Task prompt:
Filter these entries so that only lines with the word "AppState" remain.
______
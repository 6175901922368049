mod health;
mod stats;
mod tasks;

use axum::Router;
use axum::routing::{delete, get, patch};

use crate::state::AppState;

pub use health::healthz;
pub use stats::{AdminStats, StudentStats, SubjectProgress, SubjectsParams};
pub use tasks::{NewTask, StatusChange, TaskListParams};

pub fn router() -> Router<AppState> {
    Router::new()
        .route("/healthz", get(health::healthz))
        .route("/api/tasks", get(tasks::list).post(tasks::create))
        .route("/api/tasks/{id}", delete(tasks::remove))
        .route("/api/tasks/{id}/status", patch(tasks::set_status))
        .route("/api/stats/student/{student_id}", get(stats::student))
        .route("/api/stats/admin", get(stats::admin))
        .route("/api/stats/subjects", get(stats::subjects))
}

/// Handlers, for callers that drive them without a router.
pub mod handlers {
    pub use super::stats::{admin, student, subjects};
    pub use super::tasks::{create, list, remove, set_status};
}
______
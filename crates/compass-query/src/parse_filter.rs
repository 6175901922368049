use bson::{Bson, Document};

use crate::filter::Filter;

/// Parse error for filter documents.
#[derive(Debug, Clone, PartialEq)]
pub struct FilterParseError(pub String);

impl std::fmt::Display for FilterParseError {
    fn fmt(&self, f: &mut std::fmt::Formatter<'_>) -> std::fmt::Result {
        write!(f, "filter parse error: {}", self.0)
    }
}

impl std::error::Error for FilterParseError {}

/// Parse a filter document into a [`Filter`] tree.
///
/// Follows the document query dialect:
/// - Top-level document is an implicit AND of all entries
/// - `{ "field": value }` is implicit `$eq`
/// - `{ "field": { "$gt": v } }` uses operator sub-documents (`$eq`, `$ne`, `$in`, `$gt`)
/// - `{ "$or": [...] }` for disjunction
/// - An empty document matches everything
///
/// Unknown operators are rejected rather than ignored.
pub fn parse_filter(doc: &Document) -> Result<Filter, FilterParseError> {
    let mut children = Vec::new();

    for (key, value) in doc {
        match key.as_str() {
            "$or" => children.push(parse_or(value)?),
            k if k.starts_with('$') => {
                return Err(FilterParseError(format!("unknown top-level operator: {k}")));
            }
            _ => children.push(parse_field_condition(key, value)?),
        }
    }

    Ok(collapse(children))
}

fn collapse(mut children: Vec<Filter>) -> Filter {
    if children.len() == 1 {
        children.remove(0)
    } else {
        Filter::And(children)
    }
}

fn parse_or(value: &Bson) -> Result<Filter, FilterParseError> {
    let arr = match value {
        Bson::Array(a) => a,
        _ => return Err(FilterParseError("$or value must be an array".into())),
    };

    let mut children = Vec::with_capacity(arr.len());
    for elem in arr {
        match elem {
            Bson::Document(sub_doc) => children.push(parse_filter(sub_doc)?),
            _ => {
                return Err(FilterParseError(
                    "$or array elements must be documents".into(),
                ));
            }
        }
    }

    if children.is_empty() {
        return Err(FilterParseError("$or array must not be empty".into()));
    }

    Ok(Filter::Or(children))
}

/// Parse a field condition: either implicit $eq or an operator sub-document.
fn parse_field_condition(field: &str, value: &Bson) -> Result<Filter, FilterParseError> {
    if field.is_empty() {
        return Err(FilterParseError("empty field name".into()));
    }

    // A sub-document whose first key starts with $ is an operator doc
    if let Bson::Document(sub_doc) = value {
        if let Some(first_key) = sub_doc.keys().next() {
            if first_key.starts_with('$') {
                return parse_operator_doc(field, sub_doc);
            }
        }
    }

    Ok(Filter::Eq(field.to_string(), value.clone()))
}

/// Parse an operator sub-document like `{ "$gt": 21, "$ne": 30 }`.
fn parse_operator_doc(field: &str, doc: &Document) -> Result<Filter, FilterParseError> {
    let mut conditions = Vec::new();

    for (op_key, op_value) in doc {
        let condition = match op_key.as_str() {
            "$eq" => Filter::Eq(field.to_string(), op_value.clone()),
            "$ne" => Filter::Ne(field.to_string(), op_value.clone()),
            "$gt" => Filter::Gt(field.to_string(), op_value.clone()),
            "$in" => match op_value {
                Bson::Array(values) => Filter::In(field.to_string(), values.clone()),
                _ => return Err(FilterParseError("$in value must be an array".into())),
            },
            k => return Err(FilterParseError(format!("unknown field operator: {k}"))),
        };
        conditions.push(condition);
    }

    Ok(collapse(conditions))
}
______
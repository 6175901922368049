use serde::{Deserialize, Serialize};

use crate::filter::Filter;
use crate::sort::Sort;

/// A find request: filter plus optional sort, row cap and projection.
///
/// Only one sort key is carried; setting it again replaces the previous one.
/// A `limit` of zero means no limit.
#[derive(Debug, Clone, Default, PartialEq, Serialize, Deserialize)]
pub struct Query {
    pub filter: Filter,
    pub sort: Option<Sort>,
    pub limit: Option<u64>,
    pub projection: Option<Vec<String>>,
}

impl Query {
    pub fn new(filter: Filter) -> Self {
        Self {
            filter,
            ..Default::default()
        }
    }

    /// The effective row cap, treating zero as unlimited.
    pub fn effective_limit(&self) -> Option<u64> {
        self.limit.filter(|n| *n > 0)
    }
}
______
Response below:
use crate::state::AppState;
pub fn router() -> Router<AppState> {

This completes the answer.